Dataset:
//! Builder API for ergonomic Line construction.
//!
//! # Example
//!
//! ```rust
//! use serial_tour::model::{LineBuilder, Point};
//!
//! let line = LineBuilder::new()
//!     .point(Point::new(1.0, 2.0))
//!     .point((4.0, 6.0))
//!     .desc("a thin line")
//!     .build();
//!
//! assert_eq!(line.length, 5.0);
//! assert!(line.valid);
//! ```

use crate::model::line::polyline_length;
use crate::model::{Line, Point};

/// Builder for constructing a [`Line`].
#[derive(Debug, Clone)]
pub struct LineBuilder {
    points: Vec<Point>,
    valid: bool,
    length: Option<f32>,
    desc: String,
}

impl Default for LineBuilder {
    fn default() -> Self {
        Self::new()
    }
}

impl LineBuilder {
    /// Creates an empty builder. Lines are valid unless marked otherwise.
    pub fn new() -> Self {
        Self {
            points: Vec::new(),
            valid: true,
            length: None,
            desc: String::new(),
        }
    }

    /// Appends a point.
    pub fn point(mut self, point: impl Into<Point>) -> Self {
        self.points.push(point.into());
        self
    }

    /// Appends several points.
    pub fn points<I, P>(mut self, points: I) -> Self
    where
        I: IntoIterator<Item = P>,
        P: Into<Point>,
    {
        self.points.extend(points.into_iter().map(Into::into));
        self
    }

    /// Sets the validity flag.
    pub fn valid(mut self, valid: bool) -> Self {
        self.valid = valid;
        self
    }

    /// Overrides the computed length.
    pub fn length(mut self, length: f32) -> Self {
        self.length = Some(length);
        self
    }

    /// Sets the description.
    pub fn desc(mut self, desc: impl Into<String>) -> Self {
        self.desc = desc.into();
        self
    }

    /// Builds the line, computing the length from the points if not set.
    pub fn build(self) -> Line {
        let length = self
            .length
            .unwrap_or_else(|| polyline_length(&self.points) as f32);
        Line {
            points: self.points,
            valid: self.valid,
            length,
            desc: self.desc,
        }
    }
}

#[cfg(test)]
mod tests {
    use super::*;

    #[test]
    fn test_computed_length() {
        let line = LineBuilder::new()
            .points([(0.0, 0.0), (3.0, 4.0), (6.0, 8.0)])
            .build();
        assert_eq!(line.length, 10.0);
        assert_eq!(line.points.len(), 3);
        assert!(line.valid);
        assert!(line.desc.is_empty());
    }

    #[test]
    fn test_explicit_length_wins() {
        let line = LineBuilder::new()
            .point((0.0, 0.0))
            .point((3.0, 4.0))
            .length(2.0)
            .valid(false)
            .desc("drawn by hand")
            .build();
        assert_eq!(line.length, 2.0);
        assert!(!line.valid);
        assert_eq!(line.desc, "drawn by hand");
    }

    #[test]
    fn test_empty() {
        assert_eq!(LineBuilder::default().build(), Line { valid: true, ..Line::default() });
    }
}
use serde::{Deserialize, Serialize};

/// A point in the plane.
#[derive(Debug, Clone, Copy, PartialEq, Default, Serialize, Deserialize)]
pub struct Point {
    pub x: f64,
    pub y: f64,
}

impl Point {
    pub fn new(x: f64, y: f64) -> Self {
        Self { x, y }
    }

    /// Euclidean distance to another point.
    pub fn distance_to(&self, other: &Point) -> f64 {
        (other.x - self.x).hypot(other.y - self.y)
    }
}

impl From<(f64, f64)> for Point {
    fn from((x, y): (f64, f64)) -> Self {
        Self { x, y }
    }
}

To do: Within the material above, transcribe exactly the lines that run from the line holding "pub fn length(mut" through the line holding "impl From<(f64, f64)>".

Exercise result:
    pub fn length(mut self, length: f32) -> Self {
        self.length = Some(length);
        self
    }

    /// Sets the description.
    pub fn desc(mut self, desc: impl Into<String>) -> Self {
        self.desc = desc.into();
        self
    }

    /// Builds the line, computing the length from the points if not set.
    pub fn build(self) -> Line {
        let length = self
            .length
            .unwrap_or_else(|| polyline_length(&self.points) as f32);
        Line {
            points: self.points,
            valid: self.valid,
            length,
            desc: self.desc,
        }
    }
}

#[cfg(test)]
mod tests {
    use super::*;

    #[test]
    fn test_computed_length() {
        let line = LineBuilder::new()
            .points([(0.0, 0.0), (3.0, 4.0), (6.0, 8.0)])
            .build();
        assert_eq!(line.length, 10.0);
        assert_eq!(line.points.len(), 3);
        assert!(line.valid);
        assert!(line.desc.is_empty());
    }

    #[test]
    fn test_explicit_length_wins() {
        let line = LineBuilder::new()
            .point((0.0, 0.0))
            .point((3.0, 4.0))
            .length(2.0)
            .valid(false)
            .desc("drawn by hand")
            .build();
        assert_eq!(line.length, 2.0);
        assert!(!line.valid);
        assert_eq!(line.desc, "drawn by hand");
    }

    #[test]
    fn test_empty() {
        assert_eq!(LineBuilder::default().build(), Line { valid: true, ..Line::default() });
    }
}
use serde::{Deserialize, Serialize};

/// A point in the plane.
#[derive(Debug, Clone, Copy, PartialEq, Default, Serialize, Deserialize)]
pub struct Point {
    pub x: f64,
    pub y: f64,
}

impl Point {
    pub fn new(x: f64, y: f64) -> Self {
        Self { x, y }
    }

    /// Euclidean distance to another point.
    pub fn distance_to(&self, other: &Point) -> f64 {
        (other.x - self.x).hypot(other.y - self.y)
    }
}

impl From<(f64, f64)> for Point {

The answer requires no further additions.